[Start of section]

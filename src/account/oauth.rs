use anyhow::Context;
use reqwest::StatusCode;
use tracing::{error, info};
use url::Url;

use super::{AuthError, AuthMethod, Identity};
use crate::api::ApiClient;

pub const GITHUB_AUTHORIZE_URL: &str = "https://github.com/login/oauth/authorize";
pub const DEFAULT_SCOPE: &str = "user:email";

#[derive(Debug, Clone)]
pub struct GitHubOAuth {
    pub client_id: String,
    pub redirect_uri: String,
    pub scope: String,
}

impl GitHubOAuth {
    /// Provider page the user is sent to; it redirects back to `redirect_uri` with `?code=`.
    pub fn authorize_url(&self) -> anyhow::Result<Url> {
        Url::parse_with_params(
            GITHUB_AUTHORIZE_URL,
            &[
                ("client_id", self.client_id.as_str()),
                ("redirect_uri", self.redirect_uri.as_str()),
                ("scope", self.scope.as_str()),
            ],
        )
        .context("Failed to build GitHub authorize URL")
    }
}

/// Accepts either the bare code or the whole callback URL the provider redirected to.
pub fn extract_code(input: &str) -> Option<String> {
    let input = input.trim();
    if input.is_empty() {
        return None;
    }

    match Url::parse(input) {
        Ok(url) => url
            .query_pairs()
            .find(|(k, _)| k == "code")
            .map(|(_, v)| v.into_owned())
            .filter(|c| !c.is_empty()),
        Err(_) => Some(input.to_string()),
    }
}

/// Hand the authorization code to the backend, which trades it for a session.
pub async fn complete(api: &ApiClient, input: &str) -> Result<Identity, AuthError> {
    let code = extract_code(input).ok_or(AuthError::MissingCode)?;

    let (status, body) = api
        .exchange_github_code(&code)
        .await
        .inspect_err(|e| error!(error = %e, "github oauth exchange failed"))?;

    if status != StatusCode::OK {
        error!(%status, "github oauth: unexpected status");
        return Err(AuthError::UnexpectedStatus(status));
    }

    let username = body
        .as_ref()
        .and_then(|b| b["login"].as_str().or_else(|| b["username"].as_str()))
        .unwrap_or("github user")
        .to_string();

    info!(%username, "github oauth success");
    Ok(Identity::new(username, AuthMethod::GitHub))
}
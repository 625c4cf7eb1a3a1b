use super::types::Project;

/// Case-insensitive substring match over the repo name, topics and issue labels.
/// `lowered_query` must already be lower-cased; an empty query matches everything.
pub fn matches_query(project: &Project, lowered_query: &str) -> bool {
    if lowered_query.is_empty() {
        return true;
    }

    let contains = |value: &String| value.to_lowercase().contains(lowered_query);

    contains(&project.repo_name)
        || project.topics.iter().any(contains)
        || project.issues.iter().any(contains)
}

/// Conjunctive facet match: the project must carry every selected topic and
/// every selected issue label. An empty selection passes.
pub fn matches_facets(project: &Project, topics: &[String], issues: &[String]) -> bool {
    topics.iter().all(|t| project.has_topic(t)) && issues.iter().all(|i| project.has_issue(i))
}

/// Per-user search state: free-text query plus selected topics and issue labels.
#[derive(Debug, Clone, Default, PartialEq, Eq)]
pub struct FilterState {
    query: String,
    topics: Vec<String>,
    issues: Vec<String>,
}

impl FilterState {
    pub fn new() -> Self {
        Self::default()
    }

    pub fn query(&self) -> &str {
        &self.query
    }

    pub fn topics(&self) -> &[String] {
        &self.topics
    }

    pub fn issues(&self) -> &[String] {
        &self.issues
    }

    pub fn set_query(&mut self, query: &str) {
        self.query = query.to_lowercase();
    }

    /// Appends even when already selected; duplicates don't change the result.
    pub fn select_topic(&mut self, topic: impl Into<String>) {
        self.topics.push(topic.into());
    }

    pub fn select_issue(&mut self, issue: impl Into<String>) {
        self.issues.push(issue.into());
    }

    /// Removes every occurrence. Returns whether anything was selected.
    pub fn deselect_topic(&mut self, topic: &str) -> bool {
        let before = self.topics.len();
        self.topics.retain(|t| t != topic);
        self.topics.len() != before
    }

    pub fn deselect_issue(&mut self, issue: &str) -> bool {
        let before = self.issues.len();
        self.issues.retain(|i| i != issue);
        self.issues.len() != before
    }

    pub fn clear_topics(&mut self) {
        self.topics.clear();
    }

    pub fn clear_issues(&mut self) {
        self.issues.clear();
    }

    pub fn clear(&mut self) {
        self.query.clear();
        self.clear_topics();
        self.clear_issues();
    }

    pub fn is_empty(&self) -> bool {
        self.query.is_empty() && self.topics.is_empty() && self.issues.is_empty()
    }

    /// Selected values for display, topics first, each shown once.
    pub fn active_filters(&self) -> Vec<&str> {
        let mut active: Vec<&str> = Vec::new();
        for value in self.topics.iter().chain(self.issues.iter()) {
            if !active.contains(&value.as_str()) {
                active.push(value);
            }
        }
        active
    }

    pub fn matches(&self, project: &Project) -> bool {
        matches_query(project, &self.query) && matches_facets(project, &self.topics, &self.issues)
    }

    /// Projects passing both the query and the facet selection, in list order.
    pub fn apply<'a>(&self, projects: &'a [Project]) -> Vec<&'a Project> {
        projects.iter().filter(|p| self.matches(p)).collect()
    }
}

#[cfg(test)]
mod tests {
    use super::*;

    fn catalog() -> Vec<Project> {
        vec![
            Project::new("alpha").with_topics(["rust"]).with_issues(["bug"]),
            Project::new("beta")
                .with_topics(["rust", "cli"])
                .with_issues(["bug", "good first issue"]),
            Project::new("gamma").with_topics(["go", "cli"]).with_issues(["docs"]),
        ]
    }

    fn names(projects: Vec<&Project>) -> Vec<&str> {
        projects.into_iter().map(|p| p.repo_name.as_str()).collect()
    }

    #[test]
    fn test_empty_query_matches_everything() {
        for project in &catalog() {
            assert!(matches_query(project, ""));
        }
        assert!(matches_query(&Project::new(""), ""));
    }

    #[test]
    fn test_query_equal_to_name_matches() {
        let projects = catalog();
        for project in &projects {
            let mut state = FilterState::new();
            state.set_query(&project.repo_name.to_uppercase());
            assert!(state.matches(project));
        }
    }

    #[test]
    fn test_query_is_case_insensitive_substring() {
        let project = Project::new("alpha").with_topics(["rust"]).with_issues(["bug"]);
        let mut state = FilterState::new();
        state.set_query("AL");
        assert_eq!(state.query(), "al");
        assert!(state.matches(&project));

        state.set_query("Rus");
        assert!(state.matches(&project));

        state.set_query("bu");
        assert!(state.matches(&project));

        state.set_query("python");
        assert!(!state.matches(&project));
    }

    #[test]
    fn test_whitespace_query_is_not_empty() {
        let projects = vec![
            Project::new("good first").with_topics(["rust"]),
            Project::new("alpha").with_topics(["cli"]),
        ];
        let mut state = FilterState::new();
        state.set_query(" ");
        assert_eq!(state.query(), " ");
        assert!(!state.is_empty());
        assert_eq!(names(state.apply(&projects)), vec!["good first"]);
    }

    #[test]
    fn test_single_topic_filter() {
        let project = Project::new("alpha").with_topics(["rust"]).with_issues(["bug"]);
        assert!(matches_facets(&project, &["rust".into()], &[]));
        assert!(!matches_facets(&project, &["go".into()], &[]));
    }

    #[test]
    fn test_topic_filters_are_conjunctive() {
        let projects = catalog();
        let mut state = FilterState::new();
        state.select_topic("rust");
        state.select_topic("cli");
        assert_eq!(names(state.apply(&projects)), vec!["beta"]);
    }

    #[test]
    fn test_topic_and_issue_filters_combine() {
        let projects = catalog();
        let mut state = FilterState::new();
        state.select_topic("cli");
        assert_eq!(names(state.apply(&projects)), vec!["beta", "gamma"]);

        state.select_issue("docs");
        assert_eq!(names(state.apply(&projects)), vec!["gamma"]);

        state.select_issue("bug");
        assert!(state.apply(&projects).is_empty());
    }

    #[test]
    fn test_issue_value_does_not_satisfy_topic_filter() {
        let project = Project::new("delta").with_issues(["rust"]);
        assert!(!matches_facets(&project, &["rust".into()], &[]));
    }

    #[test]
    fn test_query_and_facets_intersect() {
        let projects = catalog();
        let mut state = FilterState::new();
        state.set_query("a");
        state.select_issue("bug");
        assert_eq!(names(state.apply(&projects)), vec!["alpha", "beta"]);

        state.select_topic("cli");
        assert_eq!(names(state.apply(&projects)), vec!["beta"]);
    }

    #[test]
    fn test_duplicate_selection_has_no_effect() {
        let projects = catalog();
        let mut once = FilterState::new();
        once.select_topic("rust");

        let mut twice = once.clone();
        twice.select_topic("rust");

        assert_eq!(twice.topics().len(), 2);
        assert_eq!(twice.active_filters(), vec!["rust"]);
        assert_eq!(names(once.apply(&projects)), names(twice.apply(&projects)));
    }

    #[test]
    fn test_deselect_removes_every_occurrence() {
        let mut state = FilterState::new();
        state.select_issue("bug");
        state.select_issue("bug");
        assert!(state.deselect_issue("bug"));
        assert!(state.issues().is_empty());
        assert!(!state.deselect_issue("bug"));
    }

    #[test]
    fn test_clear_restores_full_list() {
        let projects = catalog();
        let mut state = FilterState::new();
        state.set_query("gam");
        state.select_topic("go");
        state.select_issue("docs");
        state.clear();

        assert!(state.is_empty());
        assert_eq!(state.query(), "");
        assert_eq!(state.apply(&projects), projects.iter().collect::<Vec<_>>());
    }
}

[End of section]

Set down verbatim only the lines between the start of the data above and the line with "use crate::api::ApiClient;", both boundaries included.

filename src/account/oauth.rs
use anyhow::Context;
use reqwest::StatusCode;
use tracing::{error, info};
use url::Url;

use super::{AuthError, AuthMethod, Identity};
use crate::api::ApiClient;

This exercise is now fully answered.